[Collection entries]

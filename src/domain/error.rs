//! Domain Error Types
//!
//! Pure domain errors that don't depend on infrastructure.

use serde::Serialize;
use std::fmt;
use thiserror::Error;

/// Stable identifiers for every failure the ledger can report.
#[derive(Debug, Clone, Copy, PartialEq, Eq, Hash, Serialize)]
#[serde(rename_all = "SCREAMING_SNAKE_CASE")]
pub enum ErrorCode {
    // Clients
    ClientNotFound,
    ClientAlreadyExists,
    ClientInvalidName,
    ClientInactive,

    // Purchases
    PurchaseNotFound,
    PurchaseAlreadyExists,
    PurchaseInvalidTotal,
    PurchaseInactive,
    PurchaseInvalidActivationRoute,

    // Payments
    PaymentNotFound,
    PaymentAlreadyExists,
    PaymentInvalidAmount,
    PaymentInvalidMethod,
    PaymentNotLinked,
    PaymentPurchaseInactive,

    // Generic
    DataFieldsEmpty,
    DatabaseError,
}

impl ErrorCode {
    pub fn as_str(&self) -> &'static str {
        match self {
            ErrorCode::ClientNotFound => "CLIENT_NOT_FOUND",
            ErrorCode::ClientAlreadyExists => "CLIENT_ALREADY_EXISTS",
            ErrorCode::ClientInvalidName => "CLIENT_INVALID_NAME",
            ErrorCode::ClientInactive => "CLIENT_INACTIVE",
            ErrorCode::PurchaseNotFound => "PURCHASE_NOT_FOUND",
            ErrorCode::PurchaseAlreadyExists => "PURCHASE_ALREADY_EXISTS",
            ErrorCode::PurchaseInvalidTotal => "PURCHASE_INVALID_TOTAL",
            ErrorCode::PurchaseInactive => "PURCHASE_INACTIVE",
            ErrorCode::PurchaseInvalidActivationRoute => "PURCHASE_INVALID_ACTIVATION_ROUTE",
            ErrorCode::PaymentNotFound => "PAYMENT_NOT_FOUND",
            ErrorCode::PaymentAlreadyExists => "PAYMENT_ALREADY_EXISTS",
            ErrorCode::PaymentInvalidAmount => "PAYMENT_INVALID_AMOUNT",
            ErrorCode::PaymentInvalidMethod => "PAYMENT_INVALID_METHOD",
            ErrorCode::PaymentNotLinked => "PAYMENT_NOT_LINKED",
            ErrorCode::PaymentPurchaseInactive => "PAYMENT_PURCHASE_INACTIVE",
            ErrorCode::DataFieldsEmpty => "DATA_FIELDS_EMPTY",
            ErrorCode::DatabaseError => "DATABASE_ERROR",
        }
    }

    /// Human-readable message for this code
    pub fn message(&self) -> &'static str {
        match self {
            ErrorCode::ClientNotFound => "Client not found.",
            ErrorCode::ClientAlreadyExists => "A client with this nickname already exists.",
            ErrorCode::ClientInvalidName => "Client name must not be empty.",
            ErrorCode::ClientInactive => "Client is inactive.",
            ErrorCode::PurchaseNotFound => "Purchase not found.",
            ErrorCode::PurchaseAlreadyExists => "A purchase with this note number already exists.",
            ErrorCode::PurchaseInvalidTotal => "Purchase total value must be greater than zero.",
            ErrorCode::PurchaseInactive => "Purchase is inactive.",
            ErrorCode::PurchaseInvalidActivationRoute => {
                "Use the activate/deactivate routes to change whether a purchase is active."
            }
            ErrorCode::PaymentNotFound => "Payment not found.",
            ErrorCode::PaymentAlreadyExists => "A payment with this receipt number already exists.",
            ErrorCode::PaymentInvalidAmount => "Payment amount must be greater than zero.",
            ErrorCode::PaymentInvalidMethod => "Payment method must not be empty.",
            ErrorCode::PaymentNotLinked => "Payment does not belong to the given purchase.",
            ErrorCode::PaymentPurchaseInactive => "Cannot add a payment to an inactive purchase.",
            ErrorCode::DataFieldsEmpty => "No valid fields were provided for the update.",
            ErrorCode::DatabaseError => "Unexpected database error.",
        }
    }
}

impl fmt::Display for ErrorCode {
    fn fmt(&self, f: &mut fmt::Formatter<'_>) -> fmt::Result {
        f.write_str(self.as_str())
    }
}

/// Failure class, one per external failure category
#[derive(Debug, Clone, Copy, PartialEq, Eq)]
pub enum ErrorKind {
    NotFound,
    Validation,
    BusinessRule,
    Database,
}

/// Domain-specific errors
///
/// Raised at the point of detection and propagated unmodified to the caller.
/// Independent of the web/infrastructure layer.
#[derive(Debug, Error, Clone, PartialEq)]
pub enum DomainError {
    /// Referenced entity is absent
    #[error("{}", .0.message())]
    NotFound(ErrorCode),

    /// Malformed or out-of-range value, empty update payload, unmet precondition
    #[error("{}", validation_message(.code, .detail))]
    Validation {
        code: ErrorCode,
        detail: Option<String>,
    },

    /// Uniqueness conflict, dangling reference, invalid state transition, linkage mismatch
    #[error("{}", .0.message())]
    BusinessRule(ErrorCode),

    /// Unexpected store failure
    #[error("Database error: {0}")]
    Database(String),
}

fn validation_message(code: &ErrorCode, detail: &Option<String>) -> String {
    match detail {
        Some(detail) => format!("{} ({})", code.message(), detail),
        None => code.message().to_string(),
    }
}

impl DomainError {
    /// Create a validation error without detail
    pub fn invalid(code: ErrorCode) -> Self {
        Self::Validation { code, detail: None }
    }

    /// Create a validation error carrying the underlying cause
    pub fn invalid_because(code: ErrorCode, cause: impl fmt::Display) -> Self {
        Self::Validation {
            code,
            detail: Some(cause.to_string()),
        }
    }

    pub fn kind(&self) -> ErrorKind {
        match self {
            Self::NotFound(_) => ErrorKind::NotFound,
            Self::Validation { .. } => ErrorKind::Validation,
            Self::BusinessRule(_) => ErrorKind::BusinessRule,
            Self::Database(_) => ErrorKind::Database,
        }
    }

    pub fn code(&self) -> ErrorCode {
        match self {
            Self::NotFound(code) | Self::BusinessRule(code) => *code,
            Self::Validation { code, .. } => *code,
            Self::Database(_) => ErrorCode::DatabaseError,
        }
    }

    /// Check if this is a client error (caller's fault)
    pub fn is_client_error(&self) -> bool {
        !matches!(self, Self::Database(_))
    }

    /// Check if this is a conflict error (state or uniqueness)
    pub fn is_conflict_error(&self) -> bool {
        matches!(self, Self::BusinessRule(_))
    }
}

> [Work instruction] Copy every entry exactly, missing none.

> [Exercise solution]
filename src/domain/error.rs
//! Domain Error Types
//!
//! Pure domain errors that don't depend on infrastructure.

use serde::Serialize;
use std::fmt;
use thiserror::Error;

/// Stable identifiers for every failure the ledger can report.
#[derive(Debug, Clone, Copy, PartialEq, Eq, Hash, Serialize)]
#[serde(rename_all = "SCREAMING_SNAKE_CASE")]
pub enum ErrorCode {
    // Clients
    ClientNotFound,
    ClientAlreadyExists,
    ClientInvalidName,
    ClientInactive,

    // Purchases
    PurchaseNotFound,
    PurchaseAlreadyExists,
    PurchaseInvalidTotal,
    PurchaseInactive,
    PurchaseInvalidActivationRoute,

    // Payments
    PaymentNotFound,
    PaymentAlreadyExists,
    PaymentInvalidAmount,
    PaymentInvalidMethod,
    PaymentNotLinked,
    PaymentPurchaseInactive,

    // Generic
    DataFieldsEmpty,
    DatabaseError,
}

impl ErrorCode {
    pub fn as_str(&self) -> &'static str {
        match self {
            ErrorCode::ClientNotFound => "CLIENT_NOT_FOUND",
            ErrorCode::ClientAlreadyExists => "CLIENT_ALREADY_EXISTS",
            ErrorCode::ClientInvalidName => "CLIENT_INVALID_NAME",
            ErrorCode::ClientInactive => "CLIENT_INACTIVE",
            ErrorCode::PurchaseNotFound => "PURCHASE_NOT_FOUND",
            ErrorCode::PurchaseAlreadyExists => "PURCHASE_ALREADY_EXISTS",
            ErrorCode::PurchaseInvalidTotal => "PURCHASE_INVALID_TOTAL",
            ErrorCode::PurchaseInactive => "PURCHASE_INACTIVE",
            ErrorCode::PurchaseInvalidActivationRoute => "PURCHASE_INVALID_ACTIVATION_ROUTE",
            ErrorCode::PaymentNotFound => "PAYMENT_NOT_FOUND",
            ErrorCode::PaymentAlreadyExists => "PAYMENT_ALREADY_EXISTS",
            ErrorCode::PaymentInvalidAmount => "PAYMENT_INVALID_AMOUNT",
            ErrorCode::PaymentInvalidMethod => "PAYMENT_INVALID_METHOD",
            ErrorCode::PaymentNotLinked => "PAYMENT_NOT_LINKED",
            ErrorCode::PaymentPurchaseInactive => "PAYMENT_PURCHASE_INACTIVE",
            ErrorCode::DataFieldsEmpty => "DATA_FIELDS_EMPTY",
            ErrorCode::DatabaseError => "DATABASE_ERROR",
        }
    }

    /// Human-readable message for this code
    pub fn message(&self) -> &'static str {
        match self {
            ErrorCode::ClientNotFound => "Client not found.",
            ErrorCode::ClientAlreadyExists => "A client with this nickname already exists.",
            ErrorCode::ClientInvalidName => "Client name must not be empty.",
            ErrorCode::ClientInactive => "Client is inactive.",
            ErrorCode::PurchaseNotFound => "Purchase not found.",
            ErrorCode::PurchaseAlreadyExists => "A purchase with this note number already exists.",
            ErrorCode::PurchaseInvalidTotal => "Purchase total value must be greater than zero.",
            ErrorCode::PurchaseInactive => "Purchase is inactive.",
            ErrorCode::PurchaseInvalidActivationRoute => {
                "Use the activate/deactivate routes to change whether a purchase is active."
            }
            ErrorCode::PaymentNotFound => "Payment not found.",
            ErrorCode::PaymentAlreadyExists => "A payment with this receipt number already exists.",
            ErrorCode::PaymentInvalidAmount => "Payment amount must be greater than zero.",
            ErrorCode::PaymentInvalidMethod => "Payment method must not be empty.",
            ErrorCode::PaymentNotLinked => "Payment does not belong to the given purchase.",
            ErrorCode::PaymentPurchaseInactive => "Cannot add a payment to an inactive purchase.",
            ErrorCode::DataFieldsEmpty => "No valid fields were provided for the update.",
            ErrorCode::DatabaseError => "Unexpected database error.",
        }
    }
}

impl fmt::Display for ErrorCode {
    fn fmt(&self, f: &mut fmt::Formatter<'_>) -> fmt::Result {
        f.write_str(self.as_str())
    }
}

/// Failure class, one per external failure category
#[derive(Debug, Clone, Copy, PartialEq, Eq)]
pub enum ErrorKind {
    NotFound,
    Validation,
    BusinessRule,
    Database,
}

/// Domain-specific errors
///
/// Raised at the point of detection and propagated unmodified to the caller.
/// Independent of the web/infrastructure layer.
#[derive(Debug, Error, Clone, PartialEq)]
pub enum DomainError {
    /// Referenced entity is absent
    #[error("{}", .0.message())]
    NotFound(ErrorCode),

    /// Malformed or out-of-range value, empty update payload, unmet precondition
    #[error("{}", validation_message(.code, .detail))]
    Validation {
        code: ErrorCode,
        detail: Option<String>,
    },

    /// Uniqueness conflict, dangling reference, invalid state transition, linkage mismatch
    #[error("{}", .0.message())]
    BusinessRule(ErrorCode),

    /// Unexpected store failure
    #[error("Database error: {0}")]
    Database(String),
}

fn validation_message(code: &ErrorCode, detail: &Option<String>) -> String {
    match detail {
        Some(detail) => format!("{} ({})", code.message(), detail),
        None => code.message().to_string(),
    }
}

impl DomainError {
    /// Create a validation error without detail
    pub fn invalid(code: ErrorCode) -> Self {
        Self::Validation { code, detail: None }
    }

    /// Create a validation error carrying the underlying cause
    pub fn invalid_because(code: ErrorCode, cause: impl fmt::Display) -> Self {
        Self::Validation {
            code,
            detail: Some(cause.to_string()),
        }
    }

    pub fn kind(&self) -> ErrorKind {
        match self {
            Self::NotFound(_) => ErrorKind::NotFound,
            Self::Validation { .. } => ErrorKind::Validation,
            Self::BusinessRule(_) => ErrorKind::BusinessRule,
            Self::Database(_) => ErrorKind::Database,
        }
    }

    pub fn code(&self) -> ErrorCode {
        match self {
            Self::NotFound(code) | Self::BusinessRule(code) => *code,
            Self::Validation { code, .. } => *code,
            Self::Database(_) => ErrorCode::DatabaseError,
        }
    }

    /// Check if this is a client error (caller's fault)
    pub fn is_client_error(&self) -> bool {
        !matches!(self, Self::Database(_))
    }

    /// Check if this is a conflict error (state or uniqueness)
    pub fn is_conflict_error(&self) -> bool {
        matches!(self, Self::BusinessRule(_))
    }
}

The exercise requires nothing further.